SOURCE MATERIAL —
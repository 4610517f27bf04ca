//! Virtual Node
//!
//! One element or text node of the composed tree. A node is backed either by
//! a live host element (with computed style and geometry) or by a serialized
//! description; live-only accessors return `None` for serialized nodes.

use crate::{Cache, ScopeId};
use fos_css::ComputedStyle;
use fos_dom::{DOMRect, DocumentId, ElementGeometry, Namespace, NodeId};
use std::collections::BTreeMap;

/// Index of a node in its [`crate::VirtualTree`]; equal to its document-order position
#[derive(Debug, Clone, Copy, PartialEq, Eq, Hash, PartialOrd, Ord)]
pub struct VNodeId(pub(crate) u32);

impl VNodeId {
    pub fn index(self) -> usize {
        self.0 as usize
    }
}

/// Element or text
#[derive(Debug, Clone, Copy, PartialEq, Eq)]
pub enum VNodeKind {
    Element,
    Text,
}

/// Content of a frame element
#[derive(Debug, Clone, PartialEq, Eq)]
pub enum FrameLink {
    /// Same-origin document spliced in below the frame element
    Resolved { document: DocumentId },
    /// Cross-origin, sandboxed or unloaded frame left as a leaf
    Unresolved { src: Option<String>, reason: String },
}

/// Host element behind a live node
#[derive(Debug, Clone)]
pub struct LiveBacking {
    pub document: DocumentId,
    pub node: NodeId,
    pub style: ComputedStyle,
    pub geometry: Option<ElementGeometry>,
}

/// A node of the composed tree
#[derive(Debug)]
pub struct VirtualNode {
    pub(crate) id: VNodeId,
    pub(crate) kind: VNodeKind,
    pub(crate) node_name: String,
    pub(crate) namespace: Namespace,
    pub(crate) attributes: Vec<(String, String)>,
    pub(crate) properties: BTreeMap<String, String>,
    pub(crate) text: Option<String>,
    pub(crate) parent: Option<VNodeId>,
    pub(crate) children: Vec<VNodeId>,
    pub(crate) scope: ScopeId,
    pub(crate) frame: Option<FrameLink>,
    pub(crate) live: Option<LiveBacking>,
    cache: Cache,
}

impl VirtualNode {
    pub(crate) fn element(id: VNodeId, name: &str, namespace: Namespace, scope: ScopeId) -> Self {
        let node_name = if namespace == Namespace::Html {
            name.to_ascii_lowercase()
        } else {
            name.to_string()
        };
        Self {
            id,
            kind: VNodeKind::Element,
            node_name,
            namespace,
            attributes: Vec::new(),
            properties: BTreeMap::new(),
            text: None,
            parent: None,
            children: Vec::new(),
            scope,
            frame: None,
            live: None,
            cache: Cache::new(),
        }
    }

    pub(crate) fn text(id: VNodeId, content: &str, scope: ScopeId) -> Self {
        let mut node = Self::element(id, "#text", Namespace::Html, scope);
        node.kind = VNodeKind::Text;
        node.text = Some(content.to_string());
        node
    }

    /// Set an attribute, lowercasing the name; the first value wins on duplicates
    pub(crate) fn push_attr(&mut self, name: &str, value: &str) {
        let name = name.to_ascii_lowercase();
        if !self.attributes.iter().any(|(n, _)| *n == name) {
            self.attributes.push((name, value.to_string()));
        }
    }

    pub fn id(&self) -> VNodeId {
        self.id
    }

    pub fn kind(&self) -> VNodeKind {
        self.kind
    }

    pub fn is_element(&self) -> bool {
        self.kind == VNodeKind::Element
    }

    pub fn is_text(&self) -> bool {
        self.kind == VNodeKind::Text
    }

    /// DOM node type: 1 for elements, 3 for text
    pub fn node_type(&self) -> u8 {
        match self.kind {
            VNodeKind::Element => 1,
            VNodeKind::Text => 3,
        }
    }

    /// Lowercased tag name, `#text` for text nodes
    pub fn node_name(&self) -> &str {
        &self.node_name
    }

    pub fn namespace(&self) -> &Namespace {
        &self.namespace
    }

    pub fn is_html(&self) -> bool {
        self.namespace == Namespace::Html
    }

    /// Attribute value (names are case-insensitive)
    pub fn attr(&self, name: &str) -> Option<&str> {
        self.attributes
            .iter()
            .find(|(n, _)| n.eq_ignore_ascii_case(name))
            .map(|(_, v)| v.as_str())
    }

    pub fn has_attr(&self, name: &str) -> bool {
        self.attr(name).is_some()
    }

    /// Attributes in source order
    pub fn attributes(&self) -> &[(String, String)] {
        &self.attributes
    }

    /// Serialized property such as `value` or `checked`
    pub fn prop(&self, name: &str) -> Option<&str> {
        self.properties.get(name).map(String::as_str)
    }

    /// Input type, lowercased, defaulting to `text` for inputs
    pub fn input_type(&self) -> Option<String> {
        if self.node_name != "input" {
            return None;
        }
        let raw = self.prop("type").or_else(|| self.attr("type")).unwrap_or("text");
        Some(raw.trim().to_ascii_lowercase())
    }

    /// Form value: serialized property first, then the attribute
    pub fn value(&self) -> Option<&str> {
        self.prop("value").or_else(|| self.attr("value"))
    }

    /// Text of a text node
    pub fn node_value(&self) -> Option<&str> {
        self.text.as_deref()
    }

    pub fn parent(&self) -> Option<VNodeId> {
        self.parent
    }

    pub fn children(&self) -> &[VNodeId] {
        &self.children
    }

    pub fn scope(&self) -> ScopeId {
        self.scope
    }

    pub fn frame(&self) -> Option<&FrameLink> {
        self.frame.as_ref()
    }

    /// Backing host element, `None` for serialized nodes
    pub fn live(&self) -> Option<&LiveBacking> {
        self.live.as_ref()
    }

    pub fn computed_style(&self) -> Option<&ComputedStyle> {
        self.live.as_ref().map(|l| &l.style)
    }

    pub fn geometry(&self) -> Option<&ElementGeometry> {
        self.live.as_ref().and_then(|l| l.geometry.as_ref())
    }

    /// Border box in the coordinates of the node's own document
    pub fn bounding_client_rect(&self) -> Option<DOMRect> {
        self.geometry().map(ElementGeometry::bounding_client_rect)
    }

    /// Per-node memo slot for derived properties
    pub fn cache(&self) -> &Cache {
        &self.cache
    }
}

#[cfg(test)]
mod tests {
    use super::*;

    #[test]
    fn test_attribute_normalization() {
        let mut node = VirtualNode::element(VNodeId(0), "IMG", Namespace::Html, ScopeId::ROOT);
        node.push_attr("ALT", "a");
        node.push_attr("alt", "b");
        assert_eq!(node.node_name(), "img");
        assert_eq!(node.attr("Alt"), Some("a"));
        assert_eq!(node.attributes().len(), 1);
        assert!(node.geometry().is_none());
    }

    #[test]
    fn test_input_type_defaults_to_text() {
        let mut node = VirtualNode::element(VNodeId(0), "input", Namespace::Html, ScopeId::ROOT);
        assert_eq!(node.input_type().as_deref(), Some("text"));
        node.push_attr("type", "CHECKBOX");
        assert_eq!(node.input_type().as_deref(), Some("checkbox"));
    }

    #[test]
    fn test_svg_names_keep_case() {
        let node = VirtualNode::element(VNodeId(0), "foreignObject", Namespace::Svg, ScopeId::ROOT);
        assert_eq!(node.node_name(), "foreignObject");
        assert_eq!(node.node_type(), 1);
    }
}
//! Built-in handlers
//!
//! Native code behind the shipped rule and check packs, grouped by the
//! pack that names it.

mod aria;
mod color;
mod document;
mod keyboard;
mod landmarks;
mod media;
mod parsing;
mod target;
mod text_alternatives;

use crate::registry::Registry;

/// Register every built-in evaluator, matcher and after handler
pub fn register(registry: &mut Registry) {
    text_alternatives::register(registry);
    aria::register(registry);
    landmarks::register(registry);
    keyboard::register(registry);
    parsing::register(registry);
    color::register(registry);
    target::register(registry);
    document::register(registry);
    media::register(registry);
}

TASK PROMPT — Print out the complete data above, character for character.

TASK ANSWER —
repository 4610517f27bf04ca
//! Virtual Node
//!
//! One element or text node of the composed tree. A node is backed either by
//! a live host element (with computed style and geometry) or by a serialized
//! description; live-only accessors return `None` for serialized nodes.

use crate::{Cache, ScopeId};
use fos_css::ComputedStyle;
use fos_dom::{DOMRect, DocumentId, ElementGeometry, Namespace, NodeId};
use std::collections::BTreeMap;

/// Index of a node in its [`crate::VirtualTree`]; equal to its document-order position
#[derive(Debug, Clone, Copy, PartialEq, Eq, Hash, PartialOrd, Ord)]
pub struct VNodeId(pub(crate) u32);

impl VNodeId {
    pub fn index(self) -> usize {
        self.0 as usize
    }
}

/// Element or text
#[derive(Debug, Clone, Copy, PartialEq, Eq)]
pub enum VNodeKind {
    Element,
    Text,
}

/// Content of a frame element
#[derive(Debug, Clone, PartialEq, Eq)]
pub enum FrameLink {
    /// Same-origin document spliced in below the frame element
    Resolved { document: DocumentId },
    /// Cross-origin, sandboxed or unloaded frame left as a leaf
    Unresolved { src: Option<String>, reason: String },
}

/// Host element behind a live node
#[derive(Debug, Clone)]
pub struct LiveBacking {
    pub document: DocumentId,
    pub node: NodeId,
    pub style: ComputedStyle,
    pub geometry: Option<ElementGeometry>,
}

/// A node of the composed tree
#[derive(Debug)]
pub struct VirtualNode {
    pub(crate) id: VNodeId,
    pub(crate) kind: VNodeKind,
    pub(crate) node_name: String,
    pub(crate) namespace: Namespace,
    pub(crate) attributes: Vec<(String, String)>,
    pub(crate) properties: BTreeMap<String, String>,
    pub(crate) text: Option<String>,
    pub(crate) parent: Option<VNodeId>,
    pub(crate) children: Vec<VNodeId>,
    pub(crate) scope: ScopeId,
    pub(crate) frame: Option<FrameLink>,
    pub(crate) live: Option<LiveBacking>,
    cache: Cache,
}

impl VirtualNode {
    pub(crate) fn element(id: VNodeId, name: &str, namespace: Namespace, scope: ScopeId) -> Self {
        let node_name = if namespace == Namespace::Html {
            name.to_ascii_lowercase()
        } else {
            name.to_string()
        };
        Self {
            id,
            kind: VNodeKind::Element,
            node_name,
            namespace,
            attributes: Vec::new(),
            properties: BTreeMap::new(),
            text: None,
            parent: None,
            children: Vec::new(),
            scope,
            frame: None,
            live: None,
            cache: Cache::new(),
        }
    }

    pub(crate) fn text(id: VNodeId, content: &str, scope: ScopeId) -> Self {
        let mut node = Self::element(id, "#text", Namespace::Html, scope);
        node.kind = VNodeKind::Text;
        node.text = Some(content.to_string());
        node
    }

    /// Set an attribute, lowercasing the name; the first value wins on duplicates
    pub(crate) fn push_attr(&mut self, name: &str, value: &str) {
        let name = name.to_ascii_lowercase();
        if !self.attributes.iter().any(|(n, _)| *n == name) {
            self.attributes.push((name, value.to_string()));
        }
    }

    pub fn id(&self) -> VNodeId {
        self.id
    }

    pub fn kind(&self) -> VNodeKind {
        self.kind
    }

    pub fn is_element(&self) -> bool {
        self.kind == VNodeKind::Element
    }

    pub fn is_text(&self) -> bool {
        self.kind == VNodeKind::Text
    }

    /// DOM node type: 1 for elements, 3 for text
    pub fn node_type(&self) -> u8 {
        match self.kind {
            VNodeKind::Element => 1,
            VNodeKind::Text => 3,
        }
    }

    /// Lowercased tag name, `#text` for text nodes
    pub fn node_name(&self) -> &str {
        &self.node_name
    }

    pub fn namespace(&self) -> &Namespace {
        &self.namespace
    }

    pub fn is_html(&self) -> bool {
        self.namespace == Namespace::Html
    }

    /// Attribute value (names are case-insensitive)
    pub fn attr(&self, name: &str) -> Option<&str> {
        self.attributes
            .iter()
            .find(|(n, _)| n.eq_ignore_ascii_case(name))
            .map(|(_, v)| v.as_str())
    }

    pub fn has_attr(&self, name: &str) -> bool {
        self.attr(name).is_some()
    }

    /// Attributes in source order
    pub fn attributes(&self) -> &[(String, String)] {
        &self.attributes
    }

    /// Serialized property such as `value` or `checked`
    pub fn prop(&self, name: &str) -> Option<&str> {
        self.properties.get(name).map(String::as_str)
    }

    /// Input type, lowercased, defaulting to `text` for inputs
    pub fn input_type(&self) -> Option<String> {
        if self.node_name != "input" {
            return None;
        }
        let raw = self.prop("type").or_else(|| self.attr("type")).unwrap_or("text");
        Some(raw.trim().to_ascii_lowercase())
    }

    /// Form value: serialized property first, then the attribute
    pub fn value(&self) -> Option<&str> {
        self.prop("value").or_else(|| self.attr("value"))
    }

    /// Text of a text node
    pub fn node_value(&self) -> Option<&str> {
        self.text.as_deref()
    }

    pub fn parent(&self) -> Option<VNodeId> {
        self.parent
    }

    pub fn children(&self) -> &[VNodeId] {
        &self.children
    }

    pub fn scope(&self) -> ScopeId {
        self.scope
    }

    pub fn frame(&self) -> Option<&FrameLink> {
        self.frame.as_ref()
    }

    /// Backing host element, `None` for serialized nodes
    pub fn live(&self) -> Option<&LiveBacking> {
        self.live.as_ref()
    }

    pub fn computed_style(&self) -> Option<&ComputedStyle> {
        self.live.as_ref().map(|l| &l.style)
    }

    pub fn geometry(&self) -> Option<&ElementGeometry> {
        self.live.as_ref().and_then(|l| l.geometry.as_ref())
    }

    /// Border box in the coordinates of the node's own document
    pub fn bounding_client_rect(&self) -> Option<DOMRect> {
        self.geometry().map(ElementGeometry::bounding_client_rect)
    }

    /// Per-node memo slot for derived properties
    pub fn cache(&self) -> &Cache {
        &self.cache
    }
}

#[cfg(test)]
mod tests {
    use super::*;

    #[test]
    fn test_attribute_normalization() {
        let mut node = VirtualNode::element(VNodeId(0), "IMG", Namespace::Html, ScopeId::ROOT);
        node.push_attr("ALT", "a");
        node.push_attr("alt", "b");
        assert_eq!(node.node_name(), "img");
        assert_eq!(node.attr("Alt"), Some("a"));
        assert_eq!(node.attributes().len(), 1);
        assert!(node.geometry().is_none());
    }

    #[test]
    fn test_input_type_defaults_to_text() {
        let mut node = VirtualNode::element(VNodeId(0), "input", Namespace::Html, ScopeId::ROOT);
        assert_eq!(node.input_type().as_deref(), Some("text"));
        node.push_attr("type", "CHECKBOX");
        assert_eq!(node.input_type().as_deref(), Some("checkbox"));
    }

    #[test]
    fn test_svg_names_keep_case() {
        let node = VirtualNode::element(VNodeId(0), "foreignObject", Namespace::Svg, ScopeId::ROOT);
        assert_eq!(node.node_name(), "foreignObject");
        assert_eq!(node.node_type(), 1);
    }
}
//! Built-in handlers
//!
//! Native code behind the shipped rule and check packs, grouped by the
//! pack that names it.

mod aria;
mod color;
mod document;
mod keyboard;
mod landmarks;
mod media;
mod parsing;
mod target;
mod text_alternatives;

use crate::registry::Registry;

/// Register every built-in evaluator, matcher and after handler
pub fn register(registry: &mut Registry) {
    text_alternatives::register(registry);
    aria::register(registry);
    landmarks::register(registry);
    keyboard::register(registry);
    parsing::register(registry);
    color::register(registry);
    target::register(registry);
    document::register(registry);
    media::register(registry);
}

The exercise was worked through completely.